--- Data provided Enclosed Below ---

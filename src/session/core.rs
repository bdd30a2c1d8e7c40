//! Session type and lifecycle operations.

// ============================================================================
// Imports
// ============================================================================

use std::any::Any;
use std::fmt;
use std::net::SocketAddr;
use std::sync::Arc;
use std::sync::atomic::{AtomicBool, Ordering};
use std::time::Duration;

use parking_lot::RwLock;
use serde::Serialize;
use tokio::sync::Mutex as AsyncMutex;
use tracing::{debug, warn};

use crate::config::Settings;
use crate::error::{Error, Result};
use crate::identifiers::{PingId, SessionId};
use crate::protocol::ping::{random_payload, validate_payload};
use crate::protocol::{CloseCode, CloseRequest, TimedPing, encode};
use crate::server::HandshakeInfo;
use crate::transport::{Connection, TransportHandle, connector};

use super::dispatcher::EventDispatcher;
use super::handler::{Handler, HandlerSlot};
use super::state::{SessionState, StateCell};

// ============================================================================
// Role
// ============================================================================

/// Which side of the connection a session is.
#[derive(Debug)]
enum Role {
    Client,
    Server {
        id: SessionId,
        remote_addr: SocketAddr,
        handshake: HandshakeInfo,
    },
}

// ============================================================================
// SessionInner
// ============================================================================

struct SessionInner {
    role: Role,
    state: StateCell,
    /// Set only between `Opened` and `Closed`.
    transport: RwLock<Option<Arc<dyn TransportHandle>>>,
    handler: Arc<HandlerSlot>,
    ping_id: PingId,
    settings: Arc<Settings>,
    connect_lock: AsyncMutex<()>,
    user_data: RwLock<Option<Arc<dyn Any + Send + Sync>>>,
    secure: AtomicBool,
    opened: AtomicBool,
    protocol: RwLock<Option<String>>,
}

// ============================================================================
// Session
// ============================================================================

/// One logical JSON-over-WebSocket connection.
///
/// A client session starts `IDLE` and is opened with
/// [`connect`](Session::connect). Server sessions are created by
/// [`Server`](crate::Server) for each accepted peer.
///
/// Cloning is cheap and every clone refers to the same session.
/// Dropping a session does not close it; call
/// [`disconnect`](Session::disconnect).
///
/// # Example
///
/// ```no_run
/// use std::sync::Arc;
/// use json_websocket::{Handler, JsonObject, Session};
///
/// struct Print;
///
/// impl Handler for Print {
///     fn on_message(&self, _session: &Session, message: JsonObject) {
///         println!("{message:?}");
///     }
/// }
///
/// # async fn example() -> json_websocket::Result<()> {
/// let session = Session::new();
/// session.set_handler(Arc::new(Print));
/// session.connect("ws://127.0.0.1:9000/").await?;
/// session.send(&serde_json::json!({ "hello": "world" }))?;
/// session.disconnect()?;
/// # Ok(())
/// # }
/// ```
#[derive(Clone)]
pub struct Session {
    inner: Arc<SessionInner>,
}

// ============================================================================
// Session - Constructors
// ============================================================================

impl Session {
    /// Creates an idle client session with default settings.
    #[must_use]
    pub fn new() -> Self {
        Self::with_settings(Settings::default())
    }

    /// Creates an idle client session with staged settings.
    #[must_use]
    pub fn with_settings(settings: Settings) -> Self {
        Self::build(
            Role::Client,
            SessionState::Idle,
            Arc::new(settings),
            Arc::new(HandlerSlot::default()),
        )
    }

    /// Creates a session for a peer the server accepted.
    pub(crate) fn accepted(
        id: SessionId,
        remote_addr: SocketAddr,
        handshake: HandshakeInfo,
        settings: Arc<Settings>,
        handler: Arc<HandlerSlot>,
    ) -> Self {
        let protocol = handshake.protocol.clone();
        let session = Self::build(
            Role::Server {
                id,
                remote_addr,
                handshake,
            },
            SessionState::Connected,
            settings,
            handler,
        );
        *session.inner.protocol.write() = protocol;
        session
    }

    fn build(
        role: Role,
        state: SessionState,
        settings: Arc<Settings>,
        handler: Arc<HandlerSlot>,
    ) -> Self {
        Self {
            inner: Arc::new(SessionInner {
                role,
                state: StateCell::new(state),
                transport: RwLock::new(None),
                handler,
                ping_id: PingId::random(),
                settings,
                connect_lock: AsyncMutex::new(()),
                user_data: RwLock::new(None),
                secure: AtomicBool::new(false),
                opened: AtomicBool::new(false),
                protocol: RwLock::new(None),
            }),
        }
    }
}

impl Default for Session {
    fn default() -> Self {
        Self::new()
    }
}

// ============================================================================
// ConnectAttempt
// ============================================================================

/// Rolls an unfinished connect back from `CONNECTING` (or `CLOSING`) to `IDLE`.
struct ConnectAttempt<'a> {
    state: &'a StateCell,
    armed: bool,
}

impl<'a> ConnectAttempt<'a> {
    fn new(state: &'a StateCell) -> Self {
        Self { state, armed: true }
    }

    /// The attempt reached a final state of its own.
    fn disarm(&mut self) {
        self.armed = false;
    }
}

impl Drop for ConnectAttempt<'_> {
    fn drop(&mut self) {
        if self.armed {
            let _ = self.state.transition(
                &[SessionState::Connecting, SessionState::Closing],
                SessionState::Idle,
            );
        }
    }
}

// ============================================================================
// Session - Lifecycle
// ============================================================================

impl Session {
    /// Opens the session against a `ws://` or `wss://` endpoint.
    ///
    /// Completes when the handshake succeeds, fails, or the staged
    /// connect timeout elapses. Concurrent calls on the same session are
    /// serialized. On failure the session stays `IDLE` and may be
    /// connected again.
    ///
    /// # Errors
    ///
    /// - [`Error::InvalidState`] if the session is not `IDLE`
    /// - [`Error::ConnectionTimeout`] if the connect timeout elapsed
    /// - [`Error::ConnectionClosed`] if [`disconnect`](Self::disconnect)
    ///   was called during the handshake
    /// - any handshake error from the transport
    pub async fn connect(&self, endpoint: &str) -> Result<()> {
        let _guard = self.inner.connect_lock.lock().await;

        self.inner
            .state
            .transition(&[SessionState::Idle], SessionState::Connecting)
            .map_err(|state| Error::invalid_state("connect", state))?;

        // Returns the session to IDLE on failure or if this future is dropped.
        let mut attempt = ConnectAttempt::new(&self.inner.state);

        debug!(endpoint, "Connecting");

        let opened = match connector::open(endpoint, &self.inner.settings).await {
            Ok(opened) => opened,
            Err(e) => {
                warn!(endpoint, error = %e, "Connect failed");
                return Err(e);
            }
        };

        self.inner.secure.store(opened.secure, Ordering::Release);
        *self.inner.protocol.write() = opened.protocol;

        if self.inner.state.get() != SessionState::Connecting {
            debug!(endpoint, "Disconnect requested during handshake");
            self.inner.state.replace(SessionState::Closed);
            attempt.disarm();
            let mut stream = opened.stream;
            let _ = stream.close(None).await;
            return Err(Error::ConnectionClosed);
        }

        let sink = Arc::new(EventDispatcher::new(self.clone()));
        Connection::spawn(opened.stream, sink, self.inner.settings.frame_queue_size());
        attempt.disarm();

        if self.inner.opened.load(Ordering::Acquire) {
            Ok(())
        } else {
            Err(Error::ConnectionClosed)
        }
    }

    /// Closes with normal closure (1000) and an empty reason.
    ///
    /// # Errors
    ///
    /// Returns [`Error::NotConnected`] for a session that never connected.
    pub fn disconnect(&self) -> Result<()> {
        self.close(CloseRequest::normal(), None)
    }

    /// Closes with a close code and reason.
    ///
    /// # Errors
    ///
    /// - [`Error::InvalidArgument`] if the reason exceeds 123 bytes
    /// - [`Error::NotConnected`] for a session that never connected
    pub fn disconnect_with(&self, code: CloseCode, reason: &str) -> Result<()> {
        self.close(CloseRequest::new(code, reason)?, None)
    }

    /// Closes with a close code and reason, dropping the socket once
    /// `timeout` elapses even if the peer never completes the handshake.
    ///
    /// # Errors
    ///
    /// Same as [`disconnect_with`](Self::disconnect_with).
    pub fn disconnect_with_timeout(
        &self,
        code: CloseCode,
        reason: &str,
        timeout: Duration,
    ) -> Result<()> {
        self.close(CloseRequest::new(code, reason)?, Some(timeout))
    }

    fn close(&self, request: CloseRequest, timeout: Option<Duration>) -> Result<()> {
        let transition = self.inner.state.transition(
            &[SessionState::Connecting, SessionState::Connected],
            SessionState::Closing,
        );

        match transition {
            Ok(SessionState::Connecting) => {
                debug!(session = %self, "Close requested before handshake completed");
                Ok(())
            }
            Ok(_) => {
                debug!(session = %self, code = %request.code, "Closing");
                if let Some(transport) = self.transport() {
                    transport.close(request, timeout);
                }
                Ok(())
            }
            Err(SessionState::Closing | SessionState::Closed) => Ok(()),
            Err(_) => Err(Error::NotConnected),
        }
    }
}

--- End of Enclosed Data provided ---

**Task**
Which lines of the material contain "Option"? List them.

**Exercise response**
    transport: RwLock<Option<Arc<dyn TransportHandle>>>,
    user_data: RwLock<Option<Arc<dyn Any + Send + Sync>>>,
    protocol: RwLock<Option<String>>,
    fn close(&self, request: CloseRequest, timeout: Option<Duration>) -> Result<()> {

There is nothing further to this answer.